* [What is expected]: If a line of the records holds the word "status", copy it out.

[[ Extracted entries, beginning ]]

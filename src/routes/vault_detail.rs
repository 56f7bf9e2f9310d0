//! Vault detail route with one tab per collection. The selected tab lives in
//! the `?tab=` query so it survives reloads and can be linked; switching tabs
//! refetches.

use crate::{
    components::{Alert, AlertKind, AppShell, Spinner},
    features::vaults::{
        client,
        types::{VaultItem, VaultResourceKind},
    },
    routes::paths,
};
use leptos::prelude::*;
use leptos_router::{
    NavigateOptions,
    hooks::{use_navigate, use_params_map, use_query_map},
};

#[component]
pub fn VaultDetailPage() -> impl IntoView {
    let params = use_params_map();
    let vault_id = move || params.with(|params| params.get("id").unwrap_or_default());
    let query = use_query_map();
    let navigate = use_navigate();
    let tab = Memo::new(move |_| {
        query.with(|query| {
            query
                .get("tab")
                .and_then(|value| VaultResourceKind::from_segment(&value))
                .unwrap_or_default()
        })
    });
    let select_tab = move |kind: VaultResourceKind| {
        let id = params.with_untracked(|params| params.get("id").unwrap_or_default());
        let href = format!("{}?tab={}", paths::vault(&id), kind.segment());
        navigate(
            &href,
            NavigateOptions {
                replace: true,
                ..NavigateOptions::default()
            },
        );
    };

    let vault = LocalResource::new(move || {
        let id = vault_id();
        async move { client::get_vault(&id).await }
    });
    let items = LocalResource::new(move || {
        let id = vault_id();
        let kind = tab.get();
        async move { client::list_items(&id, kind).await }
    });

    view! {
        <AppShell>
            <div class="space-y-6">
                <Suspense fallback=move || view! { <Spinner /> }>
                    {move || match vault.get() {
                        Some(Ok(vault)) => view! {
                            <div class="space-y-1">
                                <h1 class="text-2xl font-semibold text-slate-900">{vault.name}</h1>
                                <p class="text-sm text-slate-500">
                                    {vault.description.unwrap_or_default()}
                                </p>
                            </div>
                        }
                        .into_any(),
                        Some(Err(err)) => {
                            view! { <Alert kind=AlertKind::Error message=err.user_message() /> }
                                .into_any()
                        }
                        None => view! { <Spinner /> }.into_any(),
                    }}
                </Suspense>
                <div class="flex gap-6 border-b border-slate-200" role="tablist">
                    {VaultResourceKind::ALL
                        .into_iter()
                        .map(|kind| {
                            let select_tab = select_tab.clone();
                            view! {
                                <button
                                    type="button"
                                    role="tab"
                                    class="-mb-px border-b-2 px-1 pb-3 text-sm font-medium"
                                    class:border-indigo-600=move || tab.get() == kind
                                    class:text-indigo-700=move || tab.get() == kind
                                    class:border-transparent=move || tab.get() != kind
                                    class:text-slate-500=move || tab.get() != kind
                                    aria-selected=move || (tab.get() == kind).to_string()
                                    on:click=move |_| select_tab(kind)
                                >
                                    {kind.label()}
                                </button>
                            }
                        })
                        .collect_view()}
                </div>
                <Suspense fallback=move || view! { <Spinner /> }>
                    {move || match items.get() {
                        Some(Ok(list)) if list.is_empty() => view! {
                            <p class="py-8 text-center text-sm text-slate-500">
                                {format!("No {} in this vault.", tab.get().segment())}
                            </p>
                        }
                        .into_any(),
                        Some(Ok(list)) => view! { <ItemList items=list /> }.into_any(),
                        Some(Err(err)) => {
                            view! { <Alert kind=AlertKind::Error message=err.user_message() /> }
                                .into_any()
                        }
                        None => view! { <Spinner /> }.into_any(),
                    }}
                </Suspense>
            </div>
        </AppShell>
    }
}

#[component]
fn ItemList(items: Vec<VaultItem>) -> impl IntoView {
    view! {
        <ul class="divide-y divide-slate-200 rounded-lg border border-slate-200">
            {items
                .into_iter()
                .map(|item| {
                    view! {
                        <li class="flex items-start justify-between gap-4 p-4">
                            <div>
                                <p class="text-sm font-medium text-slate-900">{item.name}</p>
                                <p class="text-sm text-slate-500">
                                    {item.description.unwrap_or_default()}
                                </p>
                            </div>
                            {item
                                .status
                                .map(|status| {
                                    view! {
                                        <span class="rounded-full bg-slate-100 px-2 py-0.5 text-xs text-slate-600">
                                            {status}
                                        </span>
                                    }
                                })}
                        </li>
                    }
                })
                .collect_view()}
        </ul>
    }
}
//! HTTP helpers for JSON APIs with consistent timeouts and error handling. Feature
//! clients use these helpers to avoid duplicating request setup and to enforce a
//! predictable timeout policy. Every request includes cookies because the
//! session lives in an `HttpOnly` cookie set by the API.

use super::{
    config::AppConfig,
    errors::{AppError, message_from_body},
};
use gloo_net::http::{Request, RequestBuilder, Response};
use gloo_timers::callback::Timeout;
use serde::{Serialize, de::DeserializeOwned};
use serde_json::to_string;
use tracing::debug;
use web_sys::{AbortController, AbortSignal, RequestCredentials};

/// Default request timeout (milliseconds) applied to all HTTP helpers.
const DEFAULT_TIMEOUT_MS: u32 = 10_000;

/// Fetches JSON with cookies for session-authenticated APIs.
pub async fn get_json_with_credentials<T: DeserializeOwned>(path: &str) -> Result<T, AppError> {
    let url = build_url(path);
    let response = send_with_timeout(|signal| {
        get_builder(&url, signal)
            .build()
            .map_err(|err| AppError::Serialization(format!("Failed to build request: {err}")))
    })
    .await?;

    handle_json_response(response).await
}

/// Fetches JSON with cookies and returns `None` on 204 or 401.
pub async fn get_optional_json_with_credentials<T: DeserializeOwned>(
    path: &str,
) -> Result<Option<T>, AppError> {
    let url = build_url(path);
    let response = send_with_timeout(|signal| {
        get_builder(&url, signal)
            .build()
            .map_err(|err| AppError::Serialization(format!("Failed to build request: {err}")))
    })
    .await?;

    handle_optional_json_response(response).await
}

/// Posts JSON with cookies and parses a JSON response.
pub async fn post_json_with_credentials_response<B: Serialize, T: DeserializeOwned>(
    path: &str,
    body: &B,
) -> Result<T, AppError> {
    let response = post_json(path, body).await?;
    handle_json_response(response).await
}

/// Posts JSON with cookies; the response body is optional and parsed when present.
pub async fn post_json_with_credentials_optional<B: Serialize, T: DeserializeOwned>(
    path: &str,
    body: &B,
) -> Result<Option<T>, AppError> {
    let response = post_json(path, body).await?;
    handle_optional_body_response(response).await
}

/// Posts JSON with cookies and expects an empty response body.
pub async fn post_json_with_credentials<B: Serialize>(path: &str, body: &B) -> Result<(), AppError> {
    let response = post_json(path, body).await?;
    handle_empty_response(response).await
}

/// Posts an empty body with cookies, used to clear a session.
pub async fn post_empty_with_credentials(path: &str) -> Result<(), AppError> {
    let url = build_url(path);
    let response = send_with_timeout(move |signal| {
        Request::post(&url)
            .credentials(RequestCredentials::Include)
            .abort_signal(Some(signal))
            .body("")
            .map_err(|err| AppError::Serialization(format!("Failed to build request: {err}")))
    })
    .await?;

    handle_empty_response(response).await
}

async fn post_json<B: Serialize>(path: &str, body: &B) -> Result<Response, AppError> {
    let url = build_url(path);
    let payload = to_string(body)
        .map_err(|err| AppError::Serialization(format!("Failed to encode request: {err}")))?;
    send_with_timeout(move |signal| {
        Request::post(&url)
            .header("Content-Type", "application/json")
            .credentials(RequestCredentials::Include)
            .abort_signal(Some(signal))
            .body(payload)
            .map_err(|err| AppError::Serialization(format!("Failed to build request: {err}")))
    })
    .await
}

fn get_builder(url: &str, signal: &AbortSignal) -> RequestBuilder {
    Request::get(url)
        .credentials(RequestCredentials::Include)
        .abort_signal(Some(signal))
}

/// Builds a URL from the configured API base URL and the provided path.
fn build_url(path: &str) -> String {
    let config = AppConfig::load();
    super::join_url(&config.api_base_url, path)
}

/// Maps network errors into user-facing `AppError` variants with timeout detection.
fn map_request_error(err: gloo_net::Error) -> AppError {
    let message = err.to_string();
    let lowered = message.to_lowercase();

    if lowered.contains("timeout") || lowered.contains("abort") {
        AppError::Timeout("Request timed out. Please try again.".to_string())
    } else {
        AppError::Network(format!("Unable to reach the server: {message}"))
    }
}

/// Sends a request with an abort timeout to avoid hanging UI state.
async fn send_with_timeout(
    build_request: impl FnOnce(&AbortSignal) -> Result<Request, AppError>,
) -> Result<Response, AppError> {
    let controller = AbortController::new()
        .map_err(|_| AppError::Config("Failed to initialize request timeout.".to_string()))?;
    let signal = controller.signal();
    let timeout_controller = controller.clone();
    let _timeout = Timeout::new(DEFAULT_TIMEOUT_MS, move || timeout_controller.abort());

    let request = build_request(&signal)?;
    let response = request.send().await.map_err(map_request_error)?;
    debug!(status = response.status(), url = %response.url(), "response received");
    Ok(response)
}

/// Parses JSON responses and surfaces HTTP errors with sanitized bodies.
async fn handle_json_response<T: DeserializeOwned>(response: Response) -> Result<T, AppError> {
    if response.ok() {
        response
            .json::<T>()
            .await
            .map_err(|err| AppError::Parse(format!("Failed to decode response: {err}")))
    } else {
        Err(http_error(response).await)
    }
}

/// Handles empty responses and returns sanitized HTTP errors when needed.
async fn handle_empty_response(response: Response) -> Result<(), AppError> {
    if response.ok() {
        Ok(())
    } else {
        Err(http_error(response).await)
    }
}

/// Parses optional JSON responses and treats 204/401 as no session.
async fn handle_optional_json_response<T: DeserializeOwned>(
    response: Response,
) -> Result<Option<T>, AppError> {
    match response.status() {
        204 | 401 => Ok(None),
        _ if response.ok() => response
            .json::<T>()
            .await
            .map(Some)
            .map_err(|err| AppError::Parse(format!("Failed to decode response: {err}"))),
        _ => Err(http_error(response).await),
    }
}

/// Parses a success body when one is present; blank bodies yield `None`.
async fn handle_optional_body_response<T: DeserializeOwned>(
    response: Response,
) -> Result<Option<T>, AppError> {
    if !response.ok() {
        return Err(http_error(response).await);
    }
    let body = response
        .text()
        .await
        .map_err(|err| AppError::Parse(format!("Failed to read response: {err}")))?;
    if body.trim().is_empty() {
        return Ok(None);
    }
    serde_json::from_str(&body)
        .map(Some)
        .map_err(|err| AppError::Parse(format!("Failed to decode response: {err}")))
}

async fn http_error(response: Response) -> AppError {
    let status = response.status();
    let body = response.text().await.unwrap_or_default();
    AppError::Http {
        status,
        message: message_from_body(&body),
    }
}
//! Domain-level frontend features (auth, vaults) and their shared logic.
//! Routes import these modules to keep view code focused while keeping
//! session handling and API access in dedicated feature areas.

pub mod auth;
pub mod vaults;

[[ Extracted entries, end ]]

* [Exercise answer]:
                                .status
                                .map(|status| {
                                            {status}
    debug!(status = response.status(), url = %response.url(), "response received");
    match response.status() {
    let status = response.status();
        status,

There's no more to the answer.